> [WHAT IS EXPECTED]:
In the entries that follow, the first line to write out is the one containing "self.set(key, value)?;", and the last is the one containing "pub struct CredentialStore". Reproduce that stretch exactly, with nothing before or after it.

> [GIVEN INFORMATION]:
//! Credential persistence
//!
//! Session credentials are kept under three independent keys, mirroring the
//! browser storage layout the API was designed around:
//!
//! - `accessToken`  -- the bearer token attached to every request
//! - `refreshToken` -- the token exchanged for a new pair on expiry
//! - `user`         -- the cached profile, serialized as JSON
//!
//! [`CredentialStore`] provides typed access on top of any
//! [`StorageBackend`]. Three backends are provided:
//!
//! - [`file::FileBackend`]       -- JSON file in the platform data directory
//! - [`keychain::KeyringBackend`] -- one OS keyring entry per key
//! - [`memory::MemoryBackend`]   -- in-process map (tests, ephemeral sessions)

pub mod file;
pub mod keychain;
pub mod memory;

use std::sync::Arc;

use crate::auth::types::{LoginSession, TokenPair, User};
use crate::error::Result;

pub use file::FileBackend;
pub use keychain::KeyringBackend;
pub use memory::MemoryBackend;

/// Storage key holding the access token.
pub const ACCESS_TOKEN_KEY: &str = "accessToken";

/// Storage key holding the refresh token.
pub const REFRESH_TOKEN_KEY: &str = "refreshToken";

/// Storage key holding the cached user profile.
pub const USER_KEY: &str = "user";

/// Every key owned by the credential store.
pub const ALL_KEYS: [&str; 3] = [ACCESS_TOKEN_KEY, REFRESH_TOKEN_KEY, USER_KEY];

/// Durable string key/value storage.
///
/// Backends are synchronous: every operation is a short local read or write
/// and is called from code that must not yield between observing and
/// updating session state.
pub trait StorageBackend: Send + Sync + std::fmt::Debug {
    /// Reads the value stored under `key`, or `None` when absent.
    fn get(&self, key: &str) -> Result<Option<String>>;

    /// Stores `value` under `key`, replacing any previous value.
    fn set(&self, key: &str, value: &str) -> Result<()>;

    /// Removes `key`. Removing an absent key is not an error.
    fn remove(&self, key: &str) -> Result<()>;

    /// Stores several entries as one update.
    ///
    /// The default writes them one at a time; backends that can commit a
    /// batch in a single write override it.
    fn set_many(&self, entries: &[(&str, &str)]) -> Result<()> {
        for (key, value) in entries {
            self.set(key, value)?;
        }
        Ok(())
    }

    /// Removes several keys as one update.
    fn remove_many(&self, keys: &[&str]) -> Result<()> {
        for key in keys {
            self.remove(key)?;
        }
        Ok(())
    }
}

/// Typed accessor for the session credentials.
///
/// Cloning is cheap; clones share the same backend.
///
/// # Examples
///
/// ```
/// use unionsite::auth::store::CredentialStore;
/// use unionsite::auth::types::TokenPair;
///
/// # fn main() -> unionsite::Result<()> {
/// let store = CredentialStore::in_memory();
/// assert!(!store.has_credentials()?);
///
/// store.save_tokens(&TokenPair::new("T1", "R1"))?;
/// assert_eq!(store.access_token()?.as_deref(), Some("T1"));
///
/// store.clear()?;
/// assert!(store.refresh_token()?.is_none());
/// # Ok(())
/// # }
/// ```
#[derive(Debug, Clone)]
pub struct CredentialStore {
    backend: Arc<dyn StorageBackend>,
}

impl CredentialStore {
    /// Wraps an existing backend.
    pub fn new(backend: Arc<dyn StorageBackend>) -> Self {
        Self { backend }
    }

    /// Creates a store backed by a fresh [`MemoryBackend`].
    pub fn in_memory() -> Self {
        Self::new(Arc::new(MemoryBackend::default()))
    }

    /// Returns the stored access token, if any.
    pub fn access_token(&self) -> Result<Option<String>> {
        self.non_empty(ACCESS_TOKEN_KEY)
    }

    /// Returns the stored refresh token, if any.
    pub fn refresh_token(&self) -> Result<Option<String>> {
        self.non_empty(REFRESH_TOKEN_KEY)
    }

    /// Returns the cached user profile, if any.
    pub fn user(&self) -> Result<Option<User>> {
        match self.non_empty(USER_KEY)? {
            Some(json) => Ok(Some(serde_json::from_str(&json)?)),
            None => Ok(None),
        }
    }

    /// Returns `true` when any of the three keys holds a value.
    pub fn has_credentials(&self) -> Result<bool> {
        for key in ALL_KEYS {
            if self.non_empty(key)?.is_some() {
                return Ok(true);
            }
        }
        Ok(false)
    }

    /// Replaces both tokens in a single backend update.
    pub fn save_tokens(&self, tokens: &TokenPair) -> Result<()> {
        self.backend.set_many(&[
            (ACCESS_TOKEN_KEY, tokens.access_token.as_str()),
            (REFRESH_TOKEN_KEY, tokens.refresh_token.as_str()),
        ])
    }

    /// Stores the tokens and (when present) the profile from a login.
    pub fn save_session(&self, session: &LoginSession) -> Result<()> {
        match &session.user {
            Some(user) => {
                let user_json = serde_json::to_string(user)?;
                self.backend.set_many(&[
                    (ACCESS_TOKEN_KEY, session.access_token.as_str()),
                    (REFRESH_TOKEN_KEY, session.refresh_token.as_str()),
                    (USER_KEY, user_json.as_str()),
                ])
            }
            None => self.save_tokens(&session.tokens()),
        }
    }

    /// Replaces the cached user profile.
    pub fn save_user(&self, user: &User) -> Result<()> {
        let json = serde_json::to_string(user)?;
        self.backend.set(USER_KEY, &json)
    }

    /// Removes all three keys together.
    pub fn clear(&self) -> Result<()> {
        self.backend.remove_many(&ALL_KEYS)
    }

    fn non_empty(&self, key: &str) -> Result<Option<String>> {
        Ok(self.backend.get(key)?.filter(|v| !v.is_empty()))
    }
}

> [OUTPUT FOR THIS EXERCISE]:
            self.set(key, value)?;
        }
        Ok(())
    }

    /// Removes several keys as one update.
    fn remove_many(&self, keys: &[&str]) -> Result<()> {
        for key in keys {
            self.remove(key)?;
        }
        Ok(())
    }
}

/// Typed accessor for the session credentials.
///
/// Cloning is cheap; clones share the same backend.
///
/// # Examples
///
/// ```
/// use unionsite::auth::store::CredentialStore;
/// use unionsite::auth::types::TokenPair;
///
/// # fn main() -> unionsite::Result<()> {
/// let store = CredentialStore::in_memory();
/// assert!(!store.has_credentials()?);
///
/// store.save_tokens(&TokenPair::new("T1", "R1"))?;
/// assert_eq!(store.access_token()?.as_deref(), Some("T1"));
///
/// store.clear()?;
/// assert!(store.refresh_token()?.is_none());
/// # Ok(())
/// # }
/// ```
#[derive(Debug, Clone)]
pub struct CredentialStore {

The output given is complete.